2018-19 TOW #14: Antibiotics in primary care

School is in full swing, and we have already had the first cold of the season at our house. As we gear up for flu vaccines in preparation for viral season, it’s time to think about antibiotic use and stewardship in primary care setting. Our amazing general pediatrics and hospital medicine chair, Dr. Rita Mangione-Smith MD MPH, has been a lead researcher in informing this topic.

Materials for this week:

Take-home points:

  1. How often are antibiotics prescribed in outpt settings? More than 1 in 5 ambulatory visits for children results in antibiotic prescription. Studies have shown up to 1/3 of patients diagnosed with a common cold receive an antibiotic prescription. This increases up to 60% among patients presenting with bronchitis and other viral illnesses.
  2. What are some harms of antibiotic use from both an individual and a community-based standpoint? Individual harm includes diarrhea, upset stomach, adverse drug reactions, higher rates of resistant bacteria, and disruption of the gut microbiome.

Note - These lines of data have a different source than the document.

/// Subscription policy — pure tier-to-limit mapping, no I/O.

#[derive(Debug, Clone, Copy, PartialEq, Eq)]
pub enum SubscriptionTier {
    Free,
    Basic,
    Pro,
    Enterprise,
}

impl SubscriptionTier {
    /// Unknown or missing tiers fall back to `Free`.
    pub fn parse(tier: &str) -> Self {
        match tier {
            "basic" => SubscriptionTier::Basic,
            "pro" => SubscriptionTier::Pro,
            "enterprise" => SubscriptionTier::Enterprise,
            _ => SubscriptionTier::Free,
        }
    }

    pub fn max_resumes(self) -> i32 {
        match self {
            SubscriptionTier::Free => 3,
            SubscriptionTier::Basic => 10,
            SubscriptionTier::Pro => 50,
            SubscriptionTier::Enterprise => 999_999,
        }
    }
}

/// True iff the user may create one more resume under their tier's cap.
pub fn can_create_resume(tier: &str, resume_count: i32) -> bool {
    resume_count < SubscriptionTier::parse(tier).max_resumes()
}

#[cfg(test)]
mod tests {
    use super::*;

    #[test]
    fn limits_per_tier() {
        let cases = [
            ("free", 3),
            ("basic", 10),
            ("pro", 50),
            ("enterprise", 999_999),
        ];
        for (tier, limit) in cases {
            assert_eq!(SubscriptionTier::parse(tier).max_resumes(), limit, "{tier}");
        }
    }

    #[test]
    fn unknown_tier_behaves_as_free() {
        assert_eq!(SubscriptionTier::parse("platinum"), SubscriptionTier::Free);
        assert_eq!(SubscriptionTier::parse(""), SubscriptionTier::Free);
        assert!(can_create_resume("platinum", 2));
        assert!(!can_create_resume("platinum", 3));
    }

    #[test]
    fn rejects_exactly_at_limit() {
        let cases = [
            ("free", 2, true),
            ("free", 3, false),
            ("free", 4, false),
            ("basic", 9, true),
            ("basic", 10, false),
            ("pro", 49, true),
            ("pro", 50, false),
            ("enterprise", 100_000, true),
        ];
        for (tier, count, expected) in cases {
            assert_eq!(
                can_create_resume(tier, count),
                expected,
                "tier={tier} count={count}"
            );
        }
    }

    #[test]
    fn zero_count_always_allowed() {
        for tier in ["free", "basic", "pro", "enterprise"] {
            assert!(can_create_resume(tier, 0));
        }
    }
}
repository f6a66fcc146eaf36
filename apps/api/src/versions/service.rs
use serde::Deserialize;
use sqlx::PgPool;
use tracing::info;
use uuid::Uuid;

use crate::errors::AppError;
use crate::models::resume::{ResumeRow, ResumeVersionRow};
use crate::resumes;

#[derive(Debug, Deserialize, Default)]
#[serde(default, rename_all = "camelCase")]
pub struct CreateVersionRequest {
    pub version_name: Option<String>,
    pub changes_summary: Option<String>,
}

/// Ownership gate for version operations. Unlike the resume lookup this
/// rejects with Forbidden, never revealing whether the resume exists.
async fn verify_resume_ownership(
    pool: &PgPool,
    resume_id: Uuid,
    user_id: Uuid,
) -> Result<(), AppError> {
    resumes::service::find_owned(pool, resume_id, user_id)
        .await?
        .map(|_| ())
        .ok_or(AppError::Forbidden)
}

pub async fn list(
    pool: &PgPool,
    resume_id: Uuid,
    user_id: Uuid,
) -> Result<Vec<ResumeVersionRow>, AppError> {
    verify_resume_ownership(pool, resume_id, user_id).await?;

    let versions: Vec<ResumeVersionRow> = sqlx::query_as(
        "SELECT * FROM resume_versions WHERE resume_id = $1 ORDER BY version_number DESC",
    )
    .bind(resume_id)
    .fetch_all(pool)
    .await?;
    Ok(versions)
}

/// Assigns max(existing) + 1, or 1 for the first snapshot. Two concurrent
/// creates can race on the max lookup; last writer wins on the number.
fn next_version_number(current_max: Option<i32>) -> i32 {
    current_max.unwrap_or(0) + 1
}

/// Snapshots the resume's *current* content and template — never
/// caller-supplied data.
pub async fn create(
    pool: &PgPool,
    resume_id: Uuid,
    user_id: Uuid,
    req: CreateVersionRequest,
) -> Result<ResumeVersionRow, AppError> {
    verify_resume_ownership(pool, resume_id, user_id).await?;

    // Re-fetch by id; the resume can vanish between gate and snapshot.
    let resume: Option<ResumeRow> = sqlx::query_as("SELECT * FROM resumes WHERE id = $1")
        .bind(resume_id)
        .fetch_optional(pool)
        .await?;
    let resume = resume.ok_or_else(|| AppError::NotFound("Resume not found".into()))?;

    let current_max: Option<i32> =
        sqlx::query_scalar("SELECT MAX(version_number) FROM resume_versions WHERE resume_id = $1")
            .bind(resume_id)
            .fetch_one(pool)
            .await?;
    let version_number = next_version_number(current_max);

    let version: ResumeVersionRow = sqlx::query_as(
        r#"
        INSERT INTO resume_versions
            (resume_id, user_id, version_number, version_name, content,
             template_id, changes_summary, created_by)
        VALUES ($1, $2, $3, $4, $5, $6, $7, $8)
        RETURNING *
        "#,
    )
    .bind(resume_id)
    .bind(user_id)
    .bind(version_number)
    .bind(req.version_name)
    .bind(&resume.content)
    .bind(&resume.template_id)
    .bind(req.changes_summary)
    .bind(user_id)
    .fetch_one(pool)
    .await?;

    info!("Created version {version_number} of resume {resume_id}");
    Ok(version)
}

pub async fn get_by_id(
    pool: &PgPool,
    version_id: Uuid,
    resume_id: Uuid,
    user_id: Uuid,
) -> Result<ResumeVersionRow, AppError> {
    verify_resume_ownership(pool, resume_id, user_id).await?;

    let version: Option<ResumeVersionRow> =
        sqlx::query_as("SELECT * FROM resume_versions WHERE id = $1 AND resume_id = $2")
            .bind(version_id)
            .bind(resume_id)
            .fetch_optional(pool)
            .await?;

    version.ok_or_else(|| AppError::NotFound("Version not found".into()))
}

/// Copies the snapshot's content and template forward into the resume. The
/// version itself is immutable, and no snapshot of the pre-restore state is
/// taken — callers wanting that history must create a version first.
pub async fn restore(
    pool: &PgPool,
    version_id: Uuid,
    resume_id: Uuid,
    user_id: Uuid,
) -> Result<ResumeRow, AppError> {
    let version = get_by_id(pool, version_id, resume_id, user_id).await?;

    let resume: ResumeRow = sqlx::query_as(
        r#"
        UPDATE resumes
        SET content = $1, template_id = $2, updated_at = now()
        WHERE id = $3
        RETURNING *
        "#,
    )
    .bind(&version.content)
    .bind(&version.template_id)
    .bind(resume_id)
    .fetch_one(pool)
    .await?;

    info!(
        "Restored resume {resume_id} to version {}",
        version.version_number
    );
    Ok(resume)
}

#[cfg(test)]
mod tests {
    use super::*;

    #[test]
    fn first_version_is_one() {
        assert_eq!(next_version_number(None), 1);
    }

    #[test]
    fn version_numbers_strictly_increase() {
        let mut current = None;
        for expected in 1..=5 {
            let next = next_version_number(current);
            assert_eq!(next, expected);
            current = Some(next);
        }
    }
}
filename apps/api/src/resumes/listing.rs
use serde::Deserialize;

/// Sort keys accepted by list/search. `Relevance` exists only for API
/// compatibility: there is no scored ranking, it degrades to `UpdatedAt`.
#[derive(Debug, Clone, Copy, PartialEq, Eq, Deserialize)]
#[serde(rename_all = "camelCase")]
pub enum SortBy {
    UpdatedAt,
    CreatedAt,
    Title,
    Relevance,
}

#[derive(Debug, Clone, Copy, PartialEq, Eq, Deserialize)]
#[serde(rename_all = "lowercase")]
pub enum SortOrder {
    Asc,
    Desc,
}

/// Paging and filtering options shared by list and search.
/// Pages are 1-indexed; offset = (page - 1) * limit.
#[derive(Debug, Clone, Deserialize, Default)]
#[serde(default, rename_all = "camelCase")]
pub struct ListQuery {
    pub page: Option<i64>,
    pub limit: Option<i64>,
    pub status: Option<String>,
    pub template: Option<String>,
    pub sort_by: Option<SortBy>,
    pub sort_order: Option<SortOrder>,
}

impl ListQuery {
    pub fn page(&self) -> i64 {
        self.page.unwrap_or(1).max(1)
    }

    pub fn limit(&self) -> i64 {
        self.limit.unwrap_or(10).clamp(1, 100)
    }

    pub fn offset(&self) -> i64 {
        (self.page() - 1) * self.limit()
    }
}

/// Whitelisted ORDER BY fragment; sort keys never reach SQL as user input.
pub fn order_clause(sort_by: SortBy, order: SortOrder) -> &'static str {
    let column = match sort_by {
        SortBy::Title => "title",
        SortBy::CreatedAt => "created_at",
        // Relevance has already been resolved to updatedAt by the caller.
        SortBy::UpdatedAt | SortBy::Relevance => "updated_at",
    };
    match (column, order) {
        ("title", SortOrder::Asc) => "title ASC",
        ("title", SortOrder::Desc) => "title DESC",
        ("created_at", SortOrder::Asc) => "created_at ASC",
        ("created_at", SortOrder::Desc) => "created_at DESC",
        (_, SortOrder::Asc) => "updated_at ASC",
        (_, SortOrder::Desc) => "updated_at DESC",
    }
}

#[cfg(test)]
mod tests {
    use super::*;

    #[test]
    fn offset_is_one_indexed() {
        let query = ListQuery {
            page: Some(3),
            limit: Some(10),
            ..Default::default()
        };
        assert_eq!(query.offset(), 20);
    }

    #[test]
    fn defaults_are_page_one_limit_ten() {
        let query = ListQuery::default();
        assert_eq!(query.page(), 1);
        assert_eq!(query.limit(), 10);
        assert_eq!(query.offset(), 0);
    }

    #[test]
    fn page_zero_is_clamped() {
        let query = ListQuery {
            page: Some(0),
            ..Default::default()
        };
        assert_eq!(query.page(), 1);
        assert_eq!(query.offset(), 0);
    }

    #[test]
    fn order_clause_is_whitelisted() {
        assert_eq!(order_clause(SortBy::Title, SortOrder::Asc), "title ASC");
        assert_eq!(
            order_clause(SortBy::CreatedAt, SortOrder::Desc),
            "created_at DESC"
        );
        assert_eq!(
            order_clause(SortBy::UpdatedAt, SortOrder::Desc),
            "updated_at DESC"
        );
        assert_eq!(
            order_clause(SortBy::Relevance, SortOrder::Desc),
            "updated_at DESC"
        );
    }

    #[test]
    fn sort_keys_parse_from_camel_case() {
        let query: ListQuery =
            serde_json::from_str(r#"{"sortBy": "createdAt", "sortOrder": "asc"}"#).unwrap();
        assert_eq!(query.sort_by, Some(SortBy::CreatedAt));
        assert_eq!(query.sort_order, Some(SortOrder::Asc));
    }
}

From a society standpoint, unnecessary antibiotic use contributes to excess health care costs and promotes antibiotic resistance.

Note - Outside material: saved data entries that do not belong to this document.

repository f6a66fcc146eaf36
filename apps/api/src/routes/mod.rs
pub mod health;

use axum::{
    routing::{delete, get, post},
    Router,
};

use crate::state::AppState;
use crate::{auth, render, resumes, sharing, users, versions};

pub fn build_router(state: AppState) -> Router {
    Router::new()
        .route("/health", get(health::health_handler))
        // Auth
        .route("/auth/signup", post(auth::handlers::handle_sign_up))
        .route("/auth/signin", post(auth::handlers::handle_sign_in))
        .route("/auth/signout", post(auth::handlers::handle_sign_out))
        .route(
            "/auth/reset-password",
            post(auth::handlers::handle_reset_password),
        )
        .route(
            "/auth/oauth/callback",
            get(auth::handlers::handle_oauth_callback),
        )
        .route(
            "/auth/oauth/:provider",
            get(auth::handlers::handle_oauth_sign_in),
        )
        .route("/auth/session", get(auth::handlers::handle_get_session))
        .route("/auth/refresh", post(auth::handlers::handle_refresh))
        .route("/auth/sessions", get(auth::handlers::handle_list_sessions))
        .route(
            "/auth/sessions/:id",
            delete(auth::handlers::handle_revoke_session),
        )
        // Resumes
        .route(
            "/resumes",
            post(resumes::handlers::handle_create).get(resumes::handlers::handle_list),
        )
        .route("/resumes/search", get(resumes::handlers::handle_search))
        .route("/resumes/import", post(resumes::handlers::handle_import))
        .route(
            "/resumes/bulk-export",
            post(resumes::handlers::handle_bulk_export),
        )
        // PDF rendering; storage-independent, shares the /resumes prefix for
        // API compatibility.
        .route(
            "/resumes/export",
            post(render::handlers::handle_export_pdf),
        )
        .route(
            "/resumes/:id",
            get(resumes::handlers::handle_get_by_id)
                .put(resumes::handlers::handle_update)
                .delete(resumes::handlers::handle_delete),
        )
        .route(
            "/resumes/:id/duplicate",
            post(resumes::handlers::handle_duplicate),
        )
        .route("/resumes/:id/export", get(resumes::handlers::handle_export))
        // Versions
        .route(
            "/resumes/:id/versions",
            get(versions::handlers::handle_list).post(versions::handlers::handle_create),
        )
        .route(
            "/resumes/:id/versions/:version_id",
            get(versions::handlers::handle_get_by_id),
        )
        .route(
            "/resumes/:id/versions/:version_id/restore",
            post(versions::handlers::handle_restore),
        )
        // Sharing
        .route("/resumes/:id/share", post(sharing::handlers::handle_share))
        .route(
            "/resumes/:id/unshare",
            post(sharing::handlers::handle_unshare),
        )
        .route(
            "/resumes/:id/analytics",
            get(sharing::handlers::handle_analytics),
        )
        .route("/public/:slug", get(sharing::handlers::handle_get_public))
        // Users
        .route(
            "/users/me",
            get(users::handlers::handle_get_profile)
                .put(users::handlers::handle_update_profile)
                .delete(users::handlers::handle_delete_account),
        )
        .route("/users/me/stats", get(users::handlers::handle_get_stats))
        .with_state(state)
}
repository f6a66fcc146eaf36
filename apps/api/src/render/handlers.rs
use axum::{
    extract::State,
    http::{header, HeaderMap, HeaderValue},
    Json,
};
use bytes::Bytes;
use serde::Deserialize;
use tracing::info;

use crate::errors::AppError;
use crate::render;
use crate::state::AppState;

#[derive(Debug, Deserialize)]
pub struct RenderRequest {
    pub html: String,
    #[serde(default)]
    pub css: String,
}

/// POST /resumes/export — renders caller-supplied HTML/CSS to a PDF download.
/// Independent of resume storage: no resume id, no counters touched.
pub async fn handle_export_pdf(
    State(state): State<AppState>,
    Json(req): Json<RenderRequest>,
) -> Result<(HeaderMap, Bytes), AppError> {
    if req.html.trim().is_empty() {
        return Err(AppError::Validation("HTML content is required".into()));
    }

    info!("Generating PDF ({} bytes of HTML)", req.html.len());
    let pdf = render::render_pdf(req.html, req.css, state.config.chrome_path.clone()).await?;
    info!("PDF generated successfully ({} bytes)", pdf.len());

    let mut headers = HeaderMap::new();
    headers.insert(
        header::CONTENT_TYPE,
        HeaderValue::from_static("application/pdf"),
    );
    headers.insert(
        header::CONTENT_DISPOSITION,
        HeaderValue::from_static("attachment; filename=\"resume.pdf\""),
    );
    Ok((headers, Bytes::from(pdf)))
}
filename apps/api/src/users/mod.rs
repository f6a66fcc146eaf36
pub mod handlers;
pub mod service;
mod auth;
mod config;
mod db;
mod errors;
mod identity;
mod models;
mod render;
mod response;
mod resumes;
mod routes;
mod sharing;
mod state;
mod subscription;
mod users;
mod versions;

use anyhow::Result;
use axum::extract::DefaultBodyLimit;
use std::net::SocketAddr;
use tower_http::{cors::CorsLayer, trace::TraceLayer};
use tracing::info;
use tracing_subscriber::{layer::SubscriberExt, util::SubscriberInitExt, EnvFilter};

use crate::config::Config;
use crate::db::create_pool;
use crate::identity::IdentityClient;
use crate::routes::build_router;
use crate::state::AppState;

#[tokio::main]
async fn main() -> Result<()> {
    // Load configuration first (fails on missing required env vars)
    let config = Config::from_env()?;

    // Initialize structured logging
    tracing_subscriber::registry()
        .with(EnvFilter::try_from_default_env().unwrap_or_else(|_| {
            EnvFilter::new(format!("{}={}", env!("CARGO_PKG_NAME"), &config.rust_log))
        }))
        .with(tracing_subscriber::fmt::layer())
        .init();

    info!("Starting Resume Builder API v{}", env!("CARGO_PKG_VERSION"));

    // Initialize PostgreSQL
    let db = create_pool(&config.database_url).await?;

    // Initialize identity provider client
    let identity = IdentityClient::new(
        config.identity_url.clone(),
        config.identity_api_key.clone(),
    )?;
    info!("Identity client initialized");

    // Build app state
    let state = AppState {
        db,
        identity,
        config: config.clone(),
    };

    // Build router. Body limit is raised for the PDF endpoint's HTML/CSS
    // payloads, which can be large.
    let app = build_router(state)
        .layer(axum::middleware::from_fn(errors::attach_error_path))
        .layer(DefaultBodyLimit::max(10 * 1024 * 1024))
        .layer(TraceLayer::new_for_http())
        .layer(CorsLayer::permissive()); // TODO: tighten CORS in production

    let addr: SocketAddr = format!("0.0.0.0:{}", config.port).parse()?;
    info!("Listening on {addr}");

    let listener = tokio::net::TcpListener::bind(addr).await?;
    axum::serve(listener, app).await?;

    Ok(())
}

  3. What situations trigger physicians to prescribe antibiotics for respiratory infections? Dr. Mangione-Smith and team found physicians were more likely to prescribe antibiotics for children with a cold if 1) they perceived the parent or patient expects it, 2) there is parental anxiety about the child’s illness before the visit, 3) they reported wheezing or rhonchi on exam, and 4) parents had very low SES (perhaps MDs may mistakenly believe it is faster to give ABX than explain what to do instead). Other studies have also found we prescribe more in visits that occur later in the day (consistent with decision fatigue).

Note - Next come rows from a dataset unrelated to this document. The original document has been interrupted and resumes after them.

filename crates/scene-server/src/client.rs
//! Per-client connection gateway.
//!
//! One gateway runs per upgraded WebSocket. It:
//! - spawns a writer task that drains the client's outbound queue
//!   onto the socket,
//! - asks the router to replay the scene and register the client,
//! - forwards every decoded inbound frame to the router,
//! - asks the router to deregister the client when reading, decoding
//!   or writing fails.

use std::fmt;

use axum::extract::ws::{Message as WsMessage, WebSocket};
use futures_util::stream::{SplitSink, SplitStream};
use futures_util::{SinkExt, StreamExt};
use scene_protocol::{decode_message, encode_message, ProtocolError};
use tokio::sync::mpsc;
use tracing::{debug, info, warn};

use crate::types::{ClientId, OutboundRx, RouterRequest, RouterTx};

/// Why a gateway stopped.
#[derive(Debug)]
enum Disconnect {
    /// Close frame or end of stream.
    Closed,
    /// Transport error while reading.
    ReadFailed(axum::Error),
    /// Frame that is not a valid message.
    DecodeFailed(ProtocolError),
    /// The writer task stopped (socket write failed).
    WriteFailed,
    /// The router loop is gone.
    RouterClosed,
}

impl fmt::Display for Disconnect {
    fn fmt(&self, f: &mut fmt::Formatter<'_>) -> fmt::Result {
        match self {
            Disconnect::Closed => f.write_str("closed by peer"),
            Disconnect::ReadFailed(e) => write!(f, "read error: {e}"),
            Disconnect::DecodeFailed(e) => write!(f, "decode error: {e}"),
            Disconnect::WriteFailed => f.write_str("write error"),
            Disconnect::RouterClosed => f.write_str("router closed"),
        }
    }
}

/// Run the full lifecycle of one client connection.
pub async fn run_client(
    client_id: ClientId,
    socket: WebSocket,
    router_tx: RouterTx,
) {
    let (ws_sender, mut ws_receiver) = socket.split();
    let (out_tx, out_rx) = mpsc::unbounded_channel();

    let mut writer = tokio::spawn(run_writer(client_id, ws_sender, out_rx));

    let joined = router_tx
        .send(RouterRequest::Join {
            client_id,
            outbound: out_tx,
        })
        .is_ok();

    let reason = if joined {
        tokio::select! {
            reason = run_reader(client_id, &mut ws_receiver, &router_tx) => reason,
            _ = &mut writer => Disconnect::WriteFailed,
        }
    } else {
        Disconnect::RouterClosed
    };

    // Queued behind our Join, so the router sees them in that order.
    let _ = router_tx.send(RouterRequest::Leave { client_id });
    writer.abort();

    match reason {
        Disconnect::Closed => info!(%client_id, "client disconnected"),
        other => warn!(%client_id, reason = %other, "client dropped"),
    }
}

/// Forward inbound frames to the router until something goes wrong.
async fn run_reader(
    client_id: ClientId,
    ws_receiver: &mut SplitStream<WebSocket>,
    router_tx: &RouterTx,
) -> Disconnect {
    while let Some(frame) = ws_receiver.next().await {
        let decoded = match frame {
            Ok(WsMessage::Text(text)) => decode_message(text.as_str()),
            Ok(WsMessage::Binary(_)) => Err(ProtocolError::UnsupportedFrame("binary")),
            Ok(WsMessage::Close(_)) => return Disconnect::Closed,
            // Pings are answered by the WebSocket layer itself.
            Ok(WsMessage::Ping(_)) | Ok(WsMessage::Pong(_)) => continue,
            Err(e) => return Disconnect::ReadFailed(e),
        };

        let msg = match decoded {
            Ok(msg) => msg,
            Err(e) => return Disconnect::DecodeFailed(e),
        };

        debug!(%client_id, kind = %msg.kind, handle = %msg.model_handle, "inbound message");
        if router_tx
            .send(RouterRequest::Inbound { client_id, msg })
            .is_err()
        {
            return Disconnect::RouterClosed;
        }
    }

    Disconnect::Closed
}

/// Drain the outbound queue onto the socket. Returns on the first
/// failed write or once every sender is gone.
async fn run_writer(
    client_id: ClientId,
    mut ws_sender: SplitSink<WebSocket, WsMessage>,
    mut out_rx: OutboundRx,
) {
    while let Some(msg) = out_rx.recv().await {
        let text = encode_message(&msg);
        if let Err(e) = ws_sender.send(WsMessage::Text(text.into())).await {
            warn!(%client_id, error = %e, "write failed");
            return;
        }
    }

    let _ = ws_sender.close().await;
}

  4. What are the principles of responsible antibiotic prescribing? 1) Determine the likelihood of a bacterial infection-use diagnostic criteria and guidelines, as well as tests to determine pre-test probability when possible, such as Centor criteria for sore throat and strep infection, and clear clinical findings for acute otitis media; 2) Weigh benefits and risks of ABX treatment to determine whether they should be given, and 3) Use judicious prescribing strategies (i.e., the most narrow-spectrum and effective antibiotic for the appropriate duration – this might include a watch and wait approach, if appropriate).
  5. What methods can we use to counsel family members about antibiotics? As per Dr. Mangione-Smith’s research, we are likely to get more questioning of the treatment if we specifically say “antibiotics are not needed” when we summarize the treatment plan, rather than focusing on positive, supportive treatment that parents can implement. When parents suggest a “candidate diagnosis” that might require antibiotics, like ear infection, sinusitis, or pneumonia, we should explain how we will determine the diagnosis based on the exam. Other strategies we can use: align with parents on goals of helping the child get well as quickly and safely as possible, legitimize symptoms and concerns for bringing the child in, and address parent anxiety and effort. Addressing specific ways to manage symptoms (analgesics, elevated head of bed, steam/ warm baths, honey for cough, etc.) is helpful. I’ve also taken to highlighting the benefit of building the immune system in young ages, as this potentially helps lower risk of autoimmune diseases later.